Saturday, February 07, 2009

A Ilha e o Continente



Décadas atrás, fez sucesso no Brasil um livro chamado “A Ilha” de Fernando Morais. Em época de ditadura militar, muitos, imbuídos de um espírito socialista, percorriam suas linhas com ideais libertários. Tratava de algumas reflexões sobre a ilha de Cuba e seu modelo social. A metáfora da ilha geográfica com a da ilha ideológica em razão do embargo norte-americano mexia com corações e mentes. A foto de Korda com Che de boina alimentava essas reflexões em nível global e o próprio Governador Hartung citou esse livro recentemente, ao lembrar de sua militância estudantil. Hoje, tudo indica que Obama tende a eliminar esse bloqueio econômico e inaugurar um diálogo político e comercial.

Tudo isso me veio à lembrança pelos fatos ocorridos no Shopping Vitória. Ali também se tem uma ilha. Uma ilha de prosperidade, multicolorida, de riqueza e elevado comportamento social. Estética em sua paisagem, bem iluminado, peças e artigos elegantes em suas vitrines, pessoas bem vestidas, atendentes maquiadas, alimentos diversos e higienizados, seguranças de ternos e escutas ao ouvido, sem flanelinhas no estacionamento, não se percebe se é tarde ou cedo, se chove ou faz sol. Não se sente calor nem frio. É uma bolha inflável e sorridente.

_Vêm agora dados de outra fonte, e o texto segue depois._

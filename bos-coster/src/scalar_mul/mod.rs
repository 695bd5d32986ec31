// -*- mode: rust; -*-
//
// This file is part of bos-coster.
// See LICENSE for licensing information.

//! Implementations of multiscalar multiplication algorithms.
//!
//! There is currently a single, variable-time algorithm.  A
//! constant-time counterpart for secret scalars is a different algorithm
//! and does not belong here.

pub mod bos_coster;
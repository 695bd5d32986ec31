// -*- mode: rust; -*-
//
// This file is part of bos-coster.
// See LICENSE for licensing information.

//! Errors reported by the checked multiscalar entry point.
//!
//! The unchecked entry points treat the same conditions as caller bugs
//! and panic instead.

use core::fmt;
use core::fmt::Display;

/// Errors which may occur when handing inputs to
/// [`try_multiscalar_mul`](crate::try_multiscalar_mul).
#[derive(Clone, Copy, Debug, Eq, PartialEq, Hash)]
pub enum MultiscalarError {
    /// More terms were supplied than a single reduction can hold.
    TooManyTerms {
        /// The number of terms supplied.
        count: usize,
        /// The largest number of terms accepted.
        max: usize,
    },
    /// The scalar and point slices have different lengths.
    LengthMismatch {
        /// The number of scalars supplied.
        scalars: usize,
        /// The number of points supplied.
        points: usize,
    },
}

impl Display for MultiscalarError {
    fn fmt(&self, f: &mut fmt::Formatter<'_>) -> fmt::Result {
        match *self {
            MultiscalarError::TooManyTerms { count, max } => {
                write!(f, "Got {} terms, at most {} are supported", count, max)
            }
            MultiscalarError::LengthMismatch { scalars, points } => {
                write!(f, "Got {} scalars but {} points", scalars, points)
            }
        }
    }
}

#[cfg(feature = "std")]
#[cfg_attr(docsrs, doc(cfg(feature = "std")))]
impl std::error::Error for MultiscalarError {}
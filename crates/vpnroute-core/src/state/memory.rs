// # Memory State Store
//
// In-memory implementation of StateStore.
//
// ## Crash Behavior
//
// - All tracked routes are forgotten on restart
// - The next apply treats every desired route as new and creates it again;
//   the route store then rejects duplicate networks on the same server
//
// ## When to Use
//
// - Tests
// - One-shot runs that import routes before applying

use async_trait::async_trait;
use std::collections::HashMap;
use std::sync::Arc;
use tokio::sync::RwLock;

use crate::Error;
use crate::config::StateStoreConfig;
use crate::resource::RouteState;
use crate::traits::{StateStore, StateStoreFactory};

/// In-memory state store
///
/// # Example
///
/// ```rust,no_run
/// use vpnroute_core::state::MemoryStateStore;
/// use vpnroute_core::traits::StateStore;
///
/// #[tokio::main]
/// async fn main() -> Result<(), Box<dyn std::error::Error>> {
///     let store = MemoryStateStore::new();
///     assert!(store.get_route("office").await?.is_none());
///     Ok(())
/// }
/// ```
#[derive(Debug, Clone, Default)]
pub struct MemoryStateStore {
    inner: Arc<RwLock<HashMap<String, RouteState>>>,
}

impl MemoryStateStore {
    /// Create a new empty memory state store
    pub fn new() -> Self {
        Self::default()
    }

    /// Number of tracked routes
    pub async fn len(&self) -> usize {
        self.inner.read().await.len()
    }

    /// Check if nothing is tracked
    pub async fn is_empty(&self) -> bool {
        self.inner.read().await.is_empty()
    }
}

#[async_trait]
impl StateStore for MemoryStateStore {
    async fn get_route(&self, name: &str) -> Result<Option<RouteState>, Error> {
        Ok(self.inner.read().await.get(name).cloned())
    }

    async fn set_route(&self, name: &str, state: &RouteState) -> Result<(), Error> {
        let mut guard = self.inner.write().await;
        guard.insert(name.to_string(), state.clone());
        Ok(())
    }

    async fn delete_route(&self, name: &str) -> Result<(), Error> {
        self.inner.write().await.remove(name);
        Ok(())
    }

    async fn list_routes(&self) -> Result<Vec<String>, Error> {
        let guard = self.inner.read().await;
        let mut names: Vec<String> = guard.keys().cloned().collect();
        names.sort();
        Ok(names)
    }

    async fn flush(&self) -> Result<(), Error> {
        Ok(())
    }
}

/// Factory for the `memory` state store type
pub struct MemoryStateStoreFactory;

#[async_trait]
impl StateStoreFactory for MemoryStateStoreFactory {
    async fn create(&self, config: &StateStoreConfig) -> Result<Box<dyn StateStore>, Error> {
        match config {
            StateStoreConfig::Memory => Ok(Box::new(MemoryStateStore::new())),
            _ => Err(Error::config("Invalid config for memory state store")),
        }
    }
}
//! Declarative route model
//!
//! - [`RouteSpec`]: desired configuration of one route
//! - [`RouteChanges`]: the mutable fields an update touches
//! - [`RouteState`]: what is tracked locally after a successful operation
//! - [`plan`]: decides how to move from tracked state to desired configuration
//!
//! `network` and `server_id` cannot be changed in place. Changing either one
//! forces the route to be replaced.

use chrono::{DateTime, Utc};
use serde::{Deserialize, Serialize};
use std::net::IpAddr;

use crate::error::{Error, Result};
use crate::traits::{Route, RoutePayload};

/// Desired configuration of a route
#[derive(Debug, Clone, PartialEq, Eq, Serialize, Deserialize)]
pub struct RouteSpec {
    /// Server to attach the route to (force-new)
    pub server_id: String,

    /// Network address in CIDR notation (force-new)
    pub network: String,

    /// Comment for the route
    #[serde(default)]
    pub comment: Option<String>,

    /// NAT VPN traffic destined to this network
    #[serde(default = "default_nat")]
    pub nat: bool,

    /// Requested gateway flag; `None` leaves it to the server
    #[serde(default)]
    pub net_gateway: Option<bool>,
}

impl RouteSpec {
    /// Create a spec with defaults (`nat` on, no comment, gateway unset)
    pub fn new(server_id: impl Into<String>, network: impl Into<String>) -> Self {
        Self {
            server_id: server_id.into(),
            network: network.into(),
            comment: None,
            nat: default_nat(),
            net_gateway: None,
        }
    }

    /// Set the comment
    pub fn with_comment(mut self, comment: impl Into<String>) -> Self {
        self.comment = Some(comment.into());
        self
    }

    /// Enable or disable NAT
    pub fn with_nat(mut self, nat: bool) -> Self {
        self.nat = nat;
        self
    }

    /// Request a gateway flag
    pub fn with_net_gateway(mut self, net_gateway: bool) -> Self {
        self.net_gateway = Some(net_gateway);
        self
    }

    /// Check the server ID and network before any remote call
    pub fn validate(&self) -> Result<()> {
        if self.server_id.trim().is_empty() {
            return Err(Error::config("Route server_id cannot be empty"));
        }
        validate_network(&self.network)
    }

    /// Body of the "add route" call for this spec
    pub fn payload(&self) -> RoutePayload {
        RoutePayload {
            network: self.network.clone(),
            comment: normalized(&self.comment).map(str::to_string),
            nat: self.nat,
            net_gateway: self.net_gateway.unwrap_or(false),
        }
    }
}

fn default_nat() -> bool {
    true
}

/// Check that `network` is in CIDR notation (`<address>/<prefix>`)
///
/// Host bits are not required to be zero.
pub fn validate_network(network: &str) -> Result<()> {
    let (addr, prefix) = network
        .split_once('/')
        .ok_or_else(|| Error::invalid_network(network, "missing '/<prefix>'"))?;

    let addr: IpAddr = addr
        .parse()
        .map_err(|_| Error::invalid_network(network, format!("'{}' is not an IP address", addr)))?;

    if prefix.is_empty() || !prefix.bytes().all(|b| b.is_ascii_digit()) {
        return Err(Error::invalid_network(
            network,
            format!("'{}' is not a prefix length", prefix),
        ));
    }

    let max_prefix: u32 = if addr.is_ipv4() { 32 } else { 128 };
    match prefix.parse::<u32>() {
        Ok(len) if len <= max_prefix => Ok(()),
        _ => Err(Error::invalid_network(
            network,
            format!("prefix length must be at most {}", max_prefix),
        )),
    }
}

/// Mutable route fields to apply in an update
///
/// `None` leaves a field untouched. For `comment`, `Some(None)` clears it.
#[derive(Debug, Clone, Default, PartialEq, Eq)]
pub struct RouteChanges {
    /// New comment
    pub comment: Option<Option<String>>,
    /// New NAT flag
    pub nat: Option<bool>,
    /// New gateway flag
    pub net_gateway: Option<bool>,
}

impl RouteChanges {
    /// Empty change set
    pub fn new() -> Self {
        Self::default()
    }

    /// Change the comment (`None` clears it)
    pub fn with_comment(mut self, comment: Option<String>) -> Self {
        self.comment = Some(comment);
        self
    }

    /// Change the NAT flag
    pub fn with_nat(mut self, nat: bool) -> Self {
        self.nat = Some(nat);
        self
    }

    /// Change the gateway flag
    pub fn with_net_gateway(mut self, net_gateway: bool) -> Self {
        self.net_gateway = Some(net_gateway);
        self
    }

    /// True when nothing would change
    pub fn is_empty(&self) -> bool {
        self.comment.is_none() && self.nat.is_none() && self.net_gateway.is_none()
    }

    /// Merge the marked fields into `route`
    pub fn apply_to(&self, route: &mut Route) {
        if let Some(comment) = &self.comment {
            route.comment = normalized(comment).map(str::to_string);
        }
        if let Some(nat) = self.nat {
            route.nat = nat;
        }
        if let Some(net_gateway) = self.net_gateway {
            route.net_gateway = net_gateway;
        }
    }
}

/// Locally tracked state of a managed route
#[derive(Debug, Clone, PartialEq, Serialize, Deserialize)]
pub struct RouteState {
    /// Store-assigned identifier
    pub id: String,
    /// Owning server
    pub server_id: String,
    /// Network in CIDR notation
    pub network: String,
    /// Comment
    pub comment: Option<String>,
    /// NAT flag
    pub nat: bool,
    /// Gateway flag, as reported by the store
    pub net_gateway: bool,
    /// When these fields were last read from or written to the store
    pub last_refreshed: DateTime<Utc>,
}

impl RouteState {
    /// Snapshot a route returned by the store
    pub fn from_route(route: &Route) -> Self {
        Self {
            id: route.id.clone(),
            server_id: route.server_id.clone(),
            network: route.network.clone(),
            comment: normalized(&route.comment).map(str::to_string),
            nat: route.nat,
            net_gateway: route.net_gateway,
            last_refreshed: Utc::now(),
        }
    }

    /// Check if the state is older than the given duration
    pub fn is_stale(&self, max_age: chrono::Duration) -> bool {
        Utc::now().signed_duration_since(self.last_refreshed) > max_age
    }
}

/// What has to happen to bring a route to its desired configuration
#[derive(Debug, Clone, PartialEq, Eq)]
pub enum Plan {
    /// Nothing tracked yet
    Create,
    /// Mutable fields differ
    Update(RouteChanges),
    /// A force-new field differs; delete then create
    Replace,
    /// Tracked state already matches
    Unchanged,
}

/// Compare tracked state against the desired configuration
pub fn plan(prior: Option<&RouteState>, desired: &RouteSpec) -> Plan {
    let Some(prior) = prior else {
        return Plan::Create;
    };

    if prior.network != desired.network || prior.server_id != desired.server_id {
        return Plan::Replace;
    }

    let mut changes = RouteChanges::new();

    if normalized(&prior.comment) != normalized(&desired.comment) {
        changes.comment = Some(desired.comment.clone());
    }
    if prior.nat != desired.nat {
        changes.nat = Some(desired.nat);
    }
    // computed by the server unless explicitly requested
    if let Some(net_gateway) = desired.net_gateway
        && net_gateway != prior.net_gateway
    {
        changes.net_gateway = Some(net_gateway);
    }

    if changes.is_empty() {
        Plan::Unchanged
    } else {
        Plan::Update(changes)
    }
}

fn normalized(comment: &Option<String>) -> Option<&str> {
    comment.as_deref().filter(|c| !c.is_empty())
}
// # vpnroute-core
//
// Core library for reconciling routes on VPN servers.
//
// ## Architecture Overview
//
// The remote API only accepts route changes while the owning server is
// stopped. This library makes those changes safe:
// - **RouteStore**: Trait for the remote API (servers, routes, stop/start)
// - **ServerStateGuard**: Brackets each mutation with stop → mutate → start
// - **ConcurrencyGate**: Per-server reader/writer locks around every operation
// - **RouteReconciler**: Create, read, update, delete and import of routes
// - **RouteEngine**: Diffs desired routes against tracked state and applies them
// - **StoreRegistry**: Plugin-based registry for route and state stores
//
// ## Design Principles
//
// 1. **Restore what you stopped**: a server is restarted only if it was running
// 2. **Fail fast**: each guard phase reports its own error variant
// 3. **No shared cache**: every operation reads a fresh route list under its lock
// 4. **Library-First**: stores plug in through traits and factories

pub mod config;
pub mod engine;
pub mod error;
pub mod events;
pub mod gate;
pub mod guard;
pub mod import_id;
pub mod lookup;
pub mod reconciler;
pub mod registry;
pub mod resource;
pub mod state;
pub mod store;
pub mod traits;

// Re-export core types for convenience
pub use config::{ReconcilerConfig, RouteStoreConfig, StateStoreConfig, VpnRouteConfig};
pub use engine::{ApplyOutcome, RouteEngine, SyncReport};
pub use error::{Error, Result};
pub use events::ReconcileEvent;
pub use gate::{ConcurrencyGate, GateScope};
pub use guard::ServerStateGuard;
pub use import_id::ImportId;
pub use lookup::{find_route, require_route};
pub use reconciler::RouteReconciler;
pub use registry::StoreRegistry;
pub use resource::{RouteChanges, RouteSpec, RouteState};
pub use state::{FileStateStore, MemoryStateStore};
pub use store::MemoryRouteStore;
pub use traits::{Route, RouteStore, Server, ServerStatus, StateStore};
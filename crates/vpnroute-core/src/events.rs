//! Reconciliation events
//!
//! Every guard phase and every completed operation is published on a bounded
//! channel for monitoring. Publishing never blocks: when the channel is full
//! the event is dropped with a warning.

use tokio::sync::mpsc;
use tracing::warn;

/// Events emitted while reconciling routes
#[derive(Debug, Clone, PartialEq, Eq)]
pub enum ReconcileEvent {
    /// Server was stopped ahead of a route change
    ServerStopped {
        server_id: String,
        was_online: bool,
    },

    /// Server was started again after a successful route change
    ServerRestarted {
        server_id: String,
    },

    /// Route change failed; the server stays stopped
    ServerLeftStopped {
        server_id: String,
        was_online: bool,
        error: String,
    },

    /// Route was added
    RouteCreated {
        server_id: String,
        route_id: String,
    },

    /// Route was updated in place
    RouteUpdated {
        server_id: String,
        route_id: String,
    },

    /// Route was removed
    RouteDeleted {
        server_id: String,
        route_id: String,
    },

    /// Existing route was brought under management
    RouteImported {
        server_id: String,
        route_id: String,
    },

    /// Tracked route no longer exists remotely
    RouteDrifted {
        server_id: String,
        route_id: String,
    },
}

/// Non-blocking publisher for [`ReconcileEvent`]s
#[derive(Debug, Clone)]
pub struct EventEmitter {
    tx: mpsc::Sender<ReconcileEvent>,
}

impl EventEmitter {
    /// Create an emitter and its receiving end
    ///
    /// `capacity` must be greater than zero.
    pub fn channel(capacity: usize) -> (Self, mpsc::Receiver<ReconcileEvent>) {
        let (tx, rx) = mpsc::channel(capacity);
        (Self { tx }, rx)
    }

    /// Publish an event, dropping it if the channel is full or closed
    pub fn emit(&self, event: ReconcileEvent) {
        match self.tx.try_send(event) {
            Ok(()) => {}
            Err(mpsc::error::TrySendError::Full(event)) => {
                warn!(
                    "Event channel full, dropping event {:?}. Consider increasing event_channel_capacity.",
                    event
                );
            }
            // nobody is listening
            Err(mpsc::error::TrySendError::Closed(_)) => {}
        }
    }
}
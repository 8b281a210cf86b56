// # State Store Trait
//
// Defines the interface for local tracking of managed routes.
//
// ## Purpose
//
// The state store remembers, per resource name, the last known shape of a
// route: `{id, network, comment, nat, net_gateway, server_id}`. The engine
// diffs desired configuration against it and re-reads every field from the
// route store on refresh to detect drift.
//
// ## Usage
//
// ```rust,ignore
// use vpnroute_core::StateStore;
//
// #[tokio::main]
// async fn main() -> anyhow::Result<()> {
//     let store = /* StateStore implementation */;
//
//     if let Some(state) = store.get_route("office").await? {
//         println!("tracking {} on {}", state.id, state.server_id);
//     }
//
//     Ok(())
// }
// ```

use async_trait::async_trait;

use crate::resource::RouteState;

/// Trait for state store implementations
///
/// # Thread Safety
///
/// All methods must be safe to call concurrently from multiple tasks.
///
/// ## Implementation Guidelines
///
/// - **Async I/O only**: Use async file/database operations, never blocking I/O
/// - **Explicit flush**: `flush()` must persist all pending changes
/// - **No business logic**: deciding what to create, update or delete is owned
///   by `RouteEngine`
#[async_trait]
pub trait StateStore: Send + Sync {
    /// Get the tracked state for a resource
    ///
    /// # Returns
    ///
    /// - `Ok(Some(RouteState))`: The tracked route
    /// - `Ok(None)`: Nothing tracked under this name
    /// - `Err(Error)`: Storage error
    async fn get_route(&self, name: &str) -> Result<Option<RouteState>, crate::Error>;

    /// Create or replace the tracked state for a resource
    async fn set_route(&self, name: &str, state: &RouteState) -> Result<(), crate::Error>;

    /// Stop tracking a resource
    ///
    /// Deleting a name that is not tracked succeeds.
    async fn delete_route(&self, name: &str) -> Result<(), crate::Error>;

    /// List all tracked resource names
    async fn list_routes(&self) -> Result<Vec<String>, crate::Error>;

    /// Persist any pending changes
    async fn flush(&self) -> Result<(), crate::Error>;
}

/// Helper trait for constructing state stores from configuration
#[async_trait]
pub trait StateStoreFactory: Send + Sync {
    /// Create a StateStore instance from configuration
    async fn create(
        &self,
        config: &crate::config::StateStoreConfig,
    ) -> Result<Box<dyn StateStore>, crate::Error>;
}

Em sua grande maioria as pessoas se comportam de forma mais civilizada, sorriem, cedem passagem, acenam para amigos e fazem planos eletrodomésticos. Para Roberto Damata em “A casa e a Rua”, há uma relação intrínseca entre o interno e o externo. Entre a vida privada e a pública. Agora, em minha modesta percepção, há uma relação entre a casa e os shoppings. Este, como uma extensão da casa que não possuem ou do que nela não possuem. Na verdade, então, o shopping, em nosso país, é um cuidadoso processo de exclusão. Como se fosse ilha em que não entram os incômodos do desequilíbrio econômico e social. O sofá velho na sala, a grade na janela, o guarda-roupa desbotado. Acho que alguns até deveriam pedir passaporte, pois é como se viajasse a um país estrangeiro mais rico.

O episódio no shopping foi uma invasão à ilha. O mundo cotidiano, a realidade em preto-e-branco, a sórdida degradação social que vivemos transbordou. Um menino de 11 anos, que tempos atrás estaria feliz e seguro em uma rua, brincando com amigos, não esteve seguro na própria ilha e é atingido. Nessa tenra idade ainda não havia percebido a crítica situação em que vivemos. Não há como culpar a administração do Shopping. Isso é o mais fácil e o que se tem feito sempre. Assim teremos que exigir dezenas de vigilantes, com metralhadoras e granadas para proteger a ilha. Não se trata disso. Essa não será a solução. O caminho crítico está no desequilíbrio social. Buscar, incessantemente, ser um continente. Uno, harmônico e justo.